### What is required
Tally the lines below that include "String" and give only the total.

### Data excerpts
___

// Host-side tests for vote handling and export/reset through the app context.

use bubbles_core::constants::STORAGE_KEY;
use bubbles_core::{
    radius_for_votes, BubbleApp, KeyValueStore, MemoryStore, SimConfig, VoteOutcome, VoteTally,
    GENRES,
};
use chrono::NaiveDate;
use glam::Vec2;

fn make_app() -> BubbleApp<MemoryStore> {
    BubbleApp::new(GENRES, MemoryStore::new(), SimConfig::default())
}

fn vote_on(app: &mut BubbleApp<MemoryStore>, key: &str) -> VoteOutcome {
    let pos = app.sim().body(key).expect("live body").position;
    let outcome = app.pointer_down(pos).expect("pointer hit");
    assert_eq!(outcome.genre_key, key);
    outcome
}

fn at() -> chrono::NaiveDateTime {
    NaiveDate::from_ymd_opt(2025, 1, 31)
        .unwrap()
        .and_hms_opt(23, 59, 1)
        .unwrap()
}

#[test]
fn repeated_votes_grow_body_to_matching_radius() {
    let mut app = make_app();
    // opposite sides of the spawn ring
    let (a, b) = ("house", "drum_bass");
    for n in 1..=5 {
        let out = vote_on(&mut app, a);
        assert_eq!(out.votes, n);
        if n % 2 == 0 {
            vote_on(&mut app, b);
        }
    }
    assert_eq!(app.tally().count(a), 5);
    assert_eq!(app.tally().count(b), 2);
    assert_eq!(app.sim().body(a).unwrap().radius, radius_for_votes(5));
    assert_eq!(app.sim().body(b).unwrap().radius, radius_for_votes(2));
    assert_eq!(app.sim().body_count(), GENRES.len());
}

#[test]
fn vote_kicks_the_body() {
    let mut app = make_app();
    let before = app.sim().body("hardcore").unwrap();
    vote_on(&mut app, "hardcore");
    let after = app.sim().body("hardcore").unwrap();
    assert!(after.velocity.distance(before.velocity) > 1.0);
    assert!(after.position.distance(before.position) < 1e-3);
}

#[test]
fn vote_is_persisted_immediately() {
    let mut app = make_app();
    vote_on(&mut app, "turku");
    let saved = app.votes().store().get(STORAGE_KEY).unwrap();
    assert_eq!(VoteTally::from_json(GENRES, &saved).count("turku"), 1);
}

#[test]
fn pointer_miss_is_a_no_op() {
    let mut app = make_app();
    assert!(app.pointer_down(Vec2::new(-100.0, -100.0)).is_none());
    assert_eq!(app.tally().total(), 0);
    assert!(app.votes().store().get(STORAGE_KEY).is_none());
}

#[test]
fn radii_stay_consistent_while_ticking() {
    let mut app = make_app();
    vote_on(&mut app, "groove");
    for _ in 0..120 {
        app.tick();
    }
    for b in app.sim().bodies() {
        assert_eq!(b.radius, radius_for_votes(app.tally().count(b.genre_key)));
    }
}

#[test]
fn export_writes_csv_then_resets() {
    let mut app = make_app();
    vote_on(&mut app, "house");
    vote_on(&mut app, "house");
    vote_on(&mut app, "drum_bass");

    let mut downloaded = None;
    let file = app.export_and_reset(at(), |f| {
        downloaded = Some(f.clone());
        Ok::<(), String>(())
    });

    assert_eq!(downloaded.as_ref(), Some(&file));
    assert_eq!(file.filename, "genre_votes_20250131_235901.csv");
    assert!(file.contents.contains("house,House,2\r\n"));
    assert!(file.contents.contains("drum_bass,Drum & Bass,1\r\n"));

    assert_eq!(app.tally().total(), 0);
    for b in app.sim().bodies() {
        assert_eq!(b.radius, radius_for_votes(0));
    }
    let saved = app.votes().store().get(STORAGE_KEY).unwrap();
    assert_eq!(VoteTally::from_json(GENRES, &saved).total(), 0);
}

#[test]
fn reset_keeps_motion() {
    let mut app = make_app();
    vote_on(&mut app, "pop");
    let before = app.sim().body("pop").unwrap();
    app.export_and_reset(at(), |_| Ok::<(), String>(()));
    let after = app.sim().body("pop").unwrap();
    assert!(after.position.distance(before.position) < 1e-3);
    assert!(after.velocity.distance(before.velocity) < 1e-3);
}

#[test]
fn failed_download_still_resets() {
    let mut app = make_app();
    vote_on(&mut app, "afro");
    app.export_and_reset(at(), |_| Err("blocked by host"));
    assert_eq!(app.tally().count("afro"), 0);
    assert_eq!(app.sim().body("afro").unwrap().radius, radius_for_votes(0));
}

#[test]
fn labels_cover_every_body() {
    struct FixedAdvance;
    impl bubbles_core::TextMeasure for FixedAdvance {
        fn text_width(&self, text: &str, font_px: u32) -> f32 {
            text.chars().count() as f32 * font_px as f32 * 0.6
        }
    }
    let app = make_app();
    let labels = app.labels(&FixedAdvance);
    assert_eq!(labels.len(), GENRES.len());
    for (p, g) in labels.iter().zip(GENRES) {
        assert_eq!(p.body.genre_key, g.key);
        assert!(!p.layout.lines.is_empty());
    }
}

#[test]
fn teardown_releases_bodies() {
    let mut app = make_app();
    app.teardown();
    assert_eq!(app.sim().body_count(), 0);
    assert_eq!(app.tick(), 0);
    assert!(app.pointer_down(Vec2::new(480.0, 280.0)).is_none());
}

fn still_app() -> BubbleApp<MemoryStore> {
    let config = SimConfig {
        init_speed_min: 0.0,
        init_speed_max: 0.0,
        ..SimConfig::default()
    };
    BubbleApp::new(GENRES, MemoryStore::new(), config)
}

#[test]
fn dragged_body_follows_the_pointer() {
    let mut app = still_app();
    vote_on(&mut app, "house");
    let before = app.sim().body("house").unwrap();
    // the middle of the spawn ring is empty
    let target = app.sim().arena() / 2.0;
    let gap = before.position.distance(target);

    assert_eq!(app.drag_start(before.position), Some("house"));
    app.drag_to(target);
    for _ in 0..15 {
        app.tick();
    }

    let after = app.sim().body("house").unwrap();
    assert!(after.position.distance(target) < gap * 0.5, "{:?}", after.position);
    assert_eq!(after.radius, before.radius);
    assert_eq!(app.tally().count("house"), 1);
    assert_eq!(app.tally().total(), 1);
}

#[test]
fn released_body_keeps_its_fling() {
    let mut app = still_app();
    let start = app.sim().body("trance").unwrap().position;
    app.drag_start(start);
    app.drag_to(app.sim().arena() / 2.0);
    app.tick();
    app.tick();
    assert_eq!(app.drag_end(), Some("trance"));
    assert_eq!(app.dragged(), None);

    app.tick();
    assert!(app.sim().body("trance").unwrap().velocity.length() > 1.0);
}

#[test]
fn drag_on_empty_space_grabs_nothing() {
    let mut app = still_app();
    assert_eq!(app.drag_start(Vec2::new(5.0, 5.0)), None);
    app.drag_to(Vec2::new(100.0, 100.0));
    assert_eq!(app.dragged(), None);
    assert_eq!(app.drag_end(), None);
    assert_eq!(app.tally().total(), 0);
}

#[test]
fn drag_survives_a_vote_resize() {
    let mut app = still_app();
    let pos = app.sim().body("pop").unwrap().position;
    app.drag_start(pos);
    vote_on(&mut app, "pop");
    assert_eq!(app.dragged(), Some("pop"));
    app.tick();
    assert_eq!(app.sim().body("pop").unwrap().radius, radius_for_votes(1));
}
//! Durable key-value storage seam.
//!
//! The browser front end backs this with `localStorage`; tests and hosts
//! without storage use [`MemoryStore`].

use fnv::FnvHashMap;
use thiserror::Error;

#[derive(Debug, Error)]
pub enum StorageError {
    #[error("storage unavailable: {0}")]
    Unavailable(String),
    #[error("write rejected for key `{key}`: {reason}")]
    WriteRejected { key: String, reason: String },
}

pub trait KeyValueStore {
    fn get(&self, key: &str) -> Option<String>;
    fn set(&mut self, key: &str, value: &str) -> Result<(), StorageError>;
}

#[derive(Clone, Debug, Default)]
pub struct MemoryStore {
    entries: FnvHashMap<String, String>,
}

impl MemoryStore {
    pub fn new() -> Self {
        Self::default()
    }

    pub fn with_entry(mut self, key: &str, value: &str) -> Self {
        self.entries.insert(key.to_owned(), value.to_owned());
        self
    }
}

impl KeyValueStore for MemoryStore {
    fn get(&self, key: &str) -> Option<String> {
        self.entries.get(key).cloned()
    }

    fn set(&mut self, key: &str, value: &str) -> Result<(), StorageError> {
        self.entries.insert(key.to_owned(), value.to_owned());
        Ok(())
    }
}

___

### Answer section
7